Semana passada, não houve acordo para votação
Uma sessão foi convocada na quinta-feira passada (9) para votar a MP. A votação, contudo, nem foi iniciada, pois não houve acordo durante a sessão do plenário virtual do Senado. Senadores de diferentes partidos se manifestaram a favor do adiamento, diante das mudanças significativas feitas pelo relator.
“Nós teremos mais tempo para negociar melhor, para retirar alguma coisa que ainda esteja causando dúvida, desconfiança, que traga um mal-estar como foi manifestado aqui, alguns chamando de jabuti”, disse o senador Marcelo Castro (MDB-PI). “O senador Irajá é um grande articulador, um senador competente, conciliador, e nós esperamos que na próxima semana, então, depois de intensas negociações, nós possamos votar essa matéria”, completou.
Caducar pode ser opção melhor para o governo
Os líderes se manifestaram a favor de levar o tema para votação nesta semana. Mas, caso haja chances de derrota, para o governo é melhor que a medida caduque. Assim, prevalecem os prazos escolhidos pelo governo e as empresas seguem recolhendo normalmente neste segundo semestre e tendo que pagar suas dívidas.
O que diz a MP original das regras trabalhistas
Apesar do imbróglio criado em cima da suspensão do recolhimento do INSS, FGTS e salário-educação, o ponto principal da MP nem é esse. Mas sim uma das mudanças nas regras trabalhistas: a permissão para que empregador e empregado celebrem acordos individuais ou coletivos durante o estado de calamidade pública para flexibilizar regras trabalhistas.

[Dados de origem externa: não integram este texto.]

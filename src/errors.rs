use thiserror::Error;

use crate::decimal::Money;
use crate::types::{ChargeId, ChargeStatus, PaymentId};

#[derive(Error, Debug, Clone, PartialEq)]
pub enum LedgerError {
    #[error("invalid amount: {amount}")]
    InvalidAmount {
        amount: Money,
    },

    #[error("charge {charge_id} not payable: current status is {status:?}")]
    ChargeNotPayable {
        charge_id: ChargeId,
        status: ChargeStatus,
    },

    #[error(
        "payment {payment_id} over-allocated: amount {payment_amount}, would allocate {requested}"
    )]
    OverAllocated {
        payment_id: PaymentId,
        payment_amount: Money,
        requested: Money,
    },

    #[error("charge {charge_id} overpaid: outstanding {outstanding}, requested {requested}")]
    ChargeOverpaid {
        charge_id: ChargeId,
        outstanding: Money,
        requested: Money,
    },

    #[error("charge {charge_id} has {count} active allocation(s)")]
    HasAllocations {
        charge_id: ChargeId,
        count: usize,
    },

    #[error("payment not found: {payment_id}")]
    PaymentNotFound {
        payment_id: PaymentId,
    },

    #[error("charge not found: {charge_id}")]
    ChargeNotFound {
        charge_id: ChargeId,
    },

    #[error("payment {payment_id} is void")]
    PaymentInactive {
        payment_id: PaymentId,
    },

    #[error("charge {charge_id} is outside the requested scope")]
    ScopeMismatch {
        charge_id: ChargeId,
    },

    #[error("charge {charge_id} is cancelled")]
    ChargeCancelled {
        charge_id: ChargeId,
    },

    #[error("concurrent update: gave up after {attempts} attempt(s)")]
    ConcurrentUpdate {
        attempts: u32,
    },

    #[error("invalid configuration: {message}")]
    InvalidConfiguration {
        message: String,
    },

    #[error("invalid date: {message}")]
    InvalidDate {
        message: String,
    },

    #[error("storage error: {message}")]
    Storage {
        message: String,
    },
}

pub type Result<T> = std::result::Result<T, LedgerError>;
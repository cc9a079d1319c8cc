use chrono::{Datelike, NaiveDate};
use serde::{Deserialize, Serialize};

use crate::calendar::add_months_clamped;
use crate::decimal::Money;
use crate::errors::{LedgerError, Result};
use crate::types::{CommunityId, ContractId};

use super::ChargeRequest;

/// one period of a billing schedule
#[derive(Debug, Clone, PartialEq, Serialize, Deserialize)]
pub struct ScheduledCharge {
    pub period_number: u32,
    pub due_date: NaiveDate,
    pub amount: Money,
}

/// Recurring charge schedule for a contract.
///
/// The schedule only produces charge requests; it is the external scheduler's
/// job to decide when to feed them to the ledger.
#[derive(Debug, Clone, PartialEq, Serialize, Deserialize)]
pub struct BillingSchedule {
    pub contract_id: ContractId,
    pub community_id: CommunityId,
    pub amount: Money,
    pub first_due: NaiveDate,
    /// day of month each charge falls due, clamped to short months
    pub day_of_month: u32,
    pub notes: Option<String>,
}

impl BillingSchedule {
    /// monthly schedule due on the day of `first_due`
    pub fn monthly(
        contract_id: ContractId,
        community_id: CommunityId,
        amount: Money,
        first_due: NaiveDate,
    ) -> Result<Self> {
        if !amount.is_positive() {
            return Err(LedgerError::InvalidAmount { amount });
        }
        Ok(Self {
            contract_id,
            community_id,
            amount,
            first_due,
            day_of_month: first_due.day(),
            notes: None,
        })
    }

    pub fn with_notes(mut self, notes: impl Into<String>) -> Self {
        self.notes = Some(notes.into());
        self
    }

    /// due date of the given zero-based period
    pub fn due_date(&self, period: u32) -> Result<NaiveDate> {
        add_months_clamped(self.first_due, period, self.day_of_month).ok_or_else(|| {
            LedgerError::InvalidDate {
                message: format!(
                    "period {} of schedule starting {} is out of range",
                    period, self.first_due
                ),
            }
        })
    }

    /// the first `periods` scheduled charges
    pub fn periods(&self, periods: u32) -> Result<Vec<ScheduledCharge>> {
        (0..periods)
            .map(|period| {
                Ok(ScheduledCharge {
                    period_number: period + 1,
                    due_date: self.due_date(period)?,
                    amount: self.amount,
                })
            })
            .collect()
    }

    /// charge requests for the periods whose due date falls in `[from, to]`
    pub fn requests_between(&self, from: NaiveDate, to: NaiveDate) -> Result<Vec<ChargeRequest>> {
        let mut requests = Vec::new();
        let mut period = 0;
        loop {
            let due_date = self.due_date(period)?;
            if due_date > to {
                break;
            }
            if due_date >= from {
                requests.push(self.request_for(due_date));
            }
            period += 1;
        }
        Ok(requests)
    }

    /// charge requests for the first `periods` periods
    pub fn requests(&self, periods: u32) -> Result<Vec<ChargeRequest>> {
        Ok(self
            .periods(periods)?
            .into_iter()
            .map(|scheduled| self.request_for(scheduled.due_date))
            .collect())
    }

    fn request_for(&self, due_date: NaiveDate) -> ChargeRequest {
        ChargeRequest {
            contract_id: self.contract_id,
            community_id: self.community_id,
            amount: self.amount,
            due_date,
            notes: self.notes.clone(),
        }
    }
}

O objetivo da MP é facilitar acordos para:
– adoção do teletrabalho;
– antecipação de férias individuais;
– concessão de férias coletivas;
– o aproveitamento e antecipação de feriados; e
– a compensação do banco de horas.
Os acordos só são válidos durante a pandemia. Todos esses pontos foram aprovados pela Câmara. Os deputados apenas acrescentaram a permissão para antecipar feriados religiosos, algo que não estava no texto do governo. E retornaram com o artigo que permite a suspensão do curso ou programa de qualificação profissional durante a pandemia ou a sua oferta em modalidade à distância.”